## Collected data
•••••

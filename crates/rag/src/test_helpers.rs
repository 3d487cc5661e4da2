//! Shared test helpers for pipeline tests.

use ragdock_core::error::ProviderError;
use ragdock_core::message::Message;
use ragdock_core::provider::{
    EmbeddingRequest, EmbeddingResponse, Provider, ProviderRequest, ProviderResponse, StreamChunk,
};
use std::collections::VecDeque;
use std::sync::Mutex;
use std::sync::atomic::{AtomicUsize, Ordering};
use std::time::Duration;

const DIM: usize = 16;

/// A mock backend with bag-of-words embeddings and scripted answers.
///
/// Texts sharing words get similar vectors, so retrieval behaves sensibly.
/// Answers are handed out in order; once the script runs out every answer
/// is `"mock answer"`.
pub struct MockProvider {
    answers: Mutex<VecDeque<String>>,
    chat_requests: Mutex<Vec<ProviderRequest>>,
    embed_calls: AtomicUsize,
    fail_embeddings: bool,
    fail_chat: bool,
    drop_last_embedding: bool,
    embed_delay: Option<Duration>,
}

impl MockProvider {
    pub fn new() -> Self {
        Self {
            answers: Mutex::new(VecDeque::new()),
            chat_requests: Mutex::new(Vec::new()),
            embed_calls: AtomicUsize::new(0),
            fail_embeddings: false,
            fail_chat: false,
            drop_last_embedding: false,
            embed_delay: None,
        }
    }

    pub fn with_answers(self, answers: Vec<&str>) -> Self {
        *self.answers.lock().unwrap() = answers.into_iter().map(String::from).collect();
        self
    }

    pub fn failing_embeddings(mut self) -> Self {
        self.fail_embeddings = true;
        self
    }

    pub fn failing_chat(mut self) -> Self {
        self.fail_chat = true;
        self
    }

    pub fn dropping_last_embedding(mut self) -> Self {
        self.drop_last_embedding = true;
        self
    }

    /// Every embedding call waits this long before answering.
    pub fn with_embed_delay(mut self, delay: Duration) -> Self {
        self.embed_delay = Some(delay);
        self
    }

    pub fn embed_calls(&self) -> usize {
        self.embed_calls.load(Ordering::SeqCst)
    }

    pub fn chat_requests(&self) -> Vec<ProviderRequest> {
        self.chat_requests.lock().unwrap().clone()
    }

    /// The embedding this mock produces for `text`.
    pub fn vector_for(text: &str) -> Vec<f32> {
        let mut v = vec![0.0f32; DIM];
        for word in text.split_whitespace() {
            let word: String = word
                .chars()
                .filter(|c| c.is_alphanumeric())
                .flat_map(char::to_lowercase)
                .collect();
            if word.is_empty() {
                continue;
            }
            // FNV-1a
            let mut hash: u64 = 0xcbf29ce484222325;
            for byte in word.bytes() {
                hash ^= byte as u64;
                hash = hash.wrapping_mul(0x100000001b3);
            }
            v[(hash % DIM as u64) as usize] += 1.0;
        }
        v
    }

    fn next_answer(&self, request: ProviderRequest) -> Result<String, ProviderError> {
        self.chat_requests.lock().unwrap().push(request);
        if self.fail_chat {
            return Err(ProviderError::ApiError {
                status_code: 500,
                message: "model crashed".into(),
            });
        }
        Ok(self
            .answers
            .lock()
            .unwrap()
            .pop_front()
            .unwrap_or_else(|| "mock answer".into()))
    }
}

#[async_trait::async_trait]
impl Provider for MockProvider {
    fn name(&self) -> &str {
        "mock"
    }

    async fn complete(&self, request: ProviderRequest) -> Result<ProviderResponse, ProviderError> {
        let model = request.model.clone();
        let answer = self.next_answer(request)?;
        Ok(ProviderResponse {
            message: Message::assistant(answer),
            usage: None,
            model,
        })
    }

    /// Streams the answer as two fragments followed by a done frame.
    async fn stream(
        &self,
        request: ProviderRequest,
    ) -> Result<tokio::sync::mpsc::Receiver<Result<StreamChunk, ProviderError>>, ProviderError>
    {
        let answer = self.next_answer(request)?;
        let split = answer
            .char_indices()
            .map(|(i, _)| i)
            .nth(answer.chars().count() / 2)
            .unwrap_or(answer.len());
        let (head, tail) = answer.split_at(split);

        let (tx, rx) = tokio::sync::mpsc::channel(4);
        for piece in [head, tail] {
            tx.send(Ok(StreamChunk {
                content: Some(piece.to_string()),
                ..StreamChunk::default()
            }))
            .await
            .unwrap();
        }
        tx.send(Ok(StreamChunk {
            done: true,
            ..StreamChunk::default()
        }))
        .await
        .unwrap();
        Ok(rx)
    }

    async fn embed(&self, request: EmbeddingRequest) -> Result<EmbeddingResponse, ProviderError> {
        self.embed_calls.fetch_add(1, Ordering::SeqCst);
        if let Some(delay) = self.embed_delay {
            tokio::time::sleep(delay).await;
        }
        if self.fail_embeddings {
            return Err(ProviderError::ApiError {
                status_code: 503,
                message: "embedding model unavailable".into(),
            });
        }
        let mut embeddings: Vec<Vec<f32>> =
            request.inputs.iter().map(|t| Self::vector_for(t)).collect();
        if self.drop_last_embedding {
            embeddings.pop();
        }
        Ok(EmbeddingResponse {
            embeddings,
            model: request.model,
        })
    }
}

•••••

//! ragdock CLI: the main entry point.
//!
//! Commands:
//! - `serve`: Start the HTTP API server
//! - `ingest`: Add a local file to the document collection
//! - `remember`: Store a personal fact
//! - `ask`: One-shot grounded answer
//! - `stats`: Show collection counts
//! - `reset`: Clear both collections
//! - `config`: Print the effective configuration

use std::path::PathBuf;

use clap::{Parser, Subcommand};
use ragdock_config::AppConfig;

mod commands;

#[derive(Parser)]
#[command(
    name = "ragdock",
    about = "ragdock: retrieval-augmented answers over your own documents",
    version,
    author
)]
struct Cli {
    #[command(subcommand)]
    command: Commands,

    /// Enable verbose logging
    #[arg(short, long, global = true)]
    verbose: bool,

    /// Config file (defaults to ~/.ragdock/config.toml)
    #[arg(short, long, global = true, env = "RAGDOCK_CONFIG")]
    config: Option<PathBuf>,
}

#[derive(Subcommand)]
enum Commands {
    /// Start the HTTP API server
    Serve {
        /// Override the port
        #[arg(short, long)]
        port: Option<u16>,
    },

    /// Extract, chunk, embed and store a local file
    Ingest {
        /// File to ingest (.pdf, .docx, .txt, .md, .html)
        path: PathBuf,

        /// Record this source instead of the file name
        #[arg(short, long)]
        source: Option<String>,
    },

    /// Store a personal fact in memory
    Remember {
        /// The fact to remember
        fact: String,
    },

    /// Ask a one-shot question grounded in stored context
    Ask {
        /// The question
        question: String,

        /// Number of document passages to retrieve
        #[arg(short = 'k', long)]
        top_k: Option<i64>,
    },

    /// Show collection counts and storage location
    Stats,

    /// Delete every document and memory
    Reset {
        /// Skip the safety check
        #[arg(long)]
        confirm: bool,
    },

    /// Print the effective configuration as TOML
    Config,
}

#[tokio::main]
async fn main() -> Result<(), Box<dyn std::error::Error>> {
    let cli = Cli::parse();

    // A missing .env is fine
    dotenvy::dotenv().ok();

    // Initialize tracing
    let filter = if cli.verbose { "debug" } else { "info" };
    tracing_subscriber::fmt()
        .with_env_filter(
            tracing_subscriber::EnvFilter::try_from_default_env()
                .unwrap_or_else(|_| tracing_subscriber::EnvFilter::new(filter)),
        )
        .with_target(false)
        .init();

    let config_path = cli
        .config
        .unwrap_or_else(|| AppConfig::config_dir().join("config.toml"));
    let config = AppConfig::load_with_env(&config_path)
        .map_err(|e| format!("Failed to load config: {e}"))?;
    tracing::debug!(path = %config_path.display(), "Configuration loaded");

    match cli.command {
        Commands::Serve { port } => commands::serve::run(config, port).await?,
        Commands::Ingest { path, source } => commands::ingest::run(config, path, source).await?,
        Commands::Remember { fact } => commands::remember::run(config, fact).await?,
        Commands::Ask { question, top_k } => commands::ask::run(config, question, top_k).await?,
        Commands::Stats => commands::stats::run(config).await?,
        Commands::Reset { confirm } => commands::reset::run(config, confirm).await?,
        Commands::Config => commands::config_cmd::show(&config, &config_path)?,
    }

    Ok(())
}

•••••

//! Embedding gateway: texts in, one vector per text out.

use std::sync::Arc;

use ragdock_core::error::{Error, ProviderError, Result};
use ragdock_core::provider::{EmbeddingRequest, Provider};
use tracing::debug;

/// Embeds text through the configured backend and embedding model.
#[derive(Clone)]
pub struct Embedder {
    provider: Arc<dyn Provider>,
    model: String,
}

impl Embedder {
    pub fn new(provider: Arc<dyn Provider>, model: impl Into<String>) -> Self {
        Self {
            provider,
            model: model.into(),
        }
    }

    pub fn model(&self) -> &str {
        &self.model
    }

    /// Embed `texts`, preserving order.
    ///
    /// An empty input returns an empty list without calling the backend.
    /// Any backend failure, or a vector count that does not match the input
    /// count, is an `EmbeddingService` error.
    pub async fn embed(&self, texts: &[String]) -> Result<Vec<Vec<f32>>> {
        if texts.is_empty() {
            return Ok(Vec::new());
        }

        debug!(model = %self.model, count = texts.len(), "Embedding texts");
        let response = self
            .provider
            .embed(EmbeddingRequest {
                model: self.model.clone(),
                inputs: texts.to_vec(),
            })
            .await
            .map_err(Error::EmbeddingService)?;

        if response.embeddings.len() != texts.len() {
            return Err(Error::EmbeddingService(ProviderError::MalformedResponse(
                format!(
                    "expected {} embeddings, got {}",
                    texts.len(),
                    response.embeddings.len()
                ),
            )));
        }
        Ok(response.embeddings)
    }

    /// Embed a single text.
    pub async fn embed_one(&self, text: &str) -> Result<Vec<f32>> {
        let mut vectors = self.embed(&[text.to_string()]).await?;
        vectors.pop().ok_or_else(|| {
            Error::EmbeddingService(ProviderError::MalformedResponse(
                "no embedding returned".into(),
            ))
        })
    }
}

•••••

Going back to the entries above, set down exactly the lines that begin at the one with "for pipeline tests." and end at the one with "pub fn chat_requests(&self)", both included, and nothing else.

//! Shared test helpers for pipeline tests.

use ragdock_core::error::ProviderError;
use ragdock_core::message::Message;
use ragdock_core::provider::{
    EmbeddingRequest, EmbeddingResponse, Provider, ProviderRequest, ProviderResponse, StreamChunk,
};
use std::collections::VecDeque;
use std::sync::Mutex;
use std::sync::atomic::{AtomicUsize, Ordering};
use std::time::Duration;

const DIM: usize = 16;

/// A mock backend with bag-of-words embeddings and scripted answers.
///
/// Texts sharing words get similar vectors, so retrieval behaves sensibly.
/// Answers are handed out in order; once the script runs out every answer
/// is `"mock answer"`.
pub struct MockProvider {
    answers: Mutex<VecDeque<String>>,
    chat_requests: Mutex<Vec<ProviderRequest>>,
    embed_calls: AtomicUsize,
    fail_embeddings: bool,
    fail_chat: bool,
    drop_last_embedding: bool,
    embed_delay: Option<Duration>,
}

impl MockProvider {
    pub fn new() -> Self {
        Self {
            answers: Mutex::new(VecDeque::new()),
            chat_requests: Mutex::new(Vec::new()),
            embed_calls: AtomicUsize::new(0),
            fail_embeddings: false,
            fail_chat: false,
            drop_last_embedding: false,
            embed_delay: None,
        }
    }

    pub fn with_answers(self, answers: Vec<&str>) -> Self {
        *self.answers.lock().unwrap() = answers.into_iter().map(String::from).collect();
        self
    }

    pub fn failing_embeddings(mut self) -> Self {
        self.fail_embeddings = true;
        self
    }

    pub fn failing_chat(mut self) -> Self {
        self.fail_chat = true;
        self
    }

    pub fn dropping_last_embedding(mut self) -> Self {
        self.drop_last_embedding = true;
        self
    }

    /// Every embedding call waits this long before answering.
    pub fn with_embed_delay(mut self, delay: Duration) -> Self {
        self.embed_delay = Some(delay);
        self
    }

    pub fn embed_calls(&self) -> usize {
        self.embed_calls.load(Ordering::SeqCst)
    }

    pub fn chat_requests(&self) -> Vec<ProviderRequest> {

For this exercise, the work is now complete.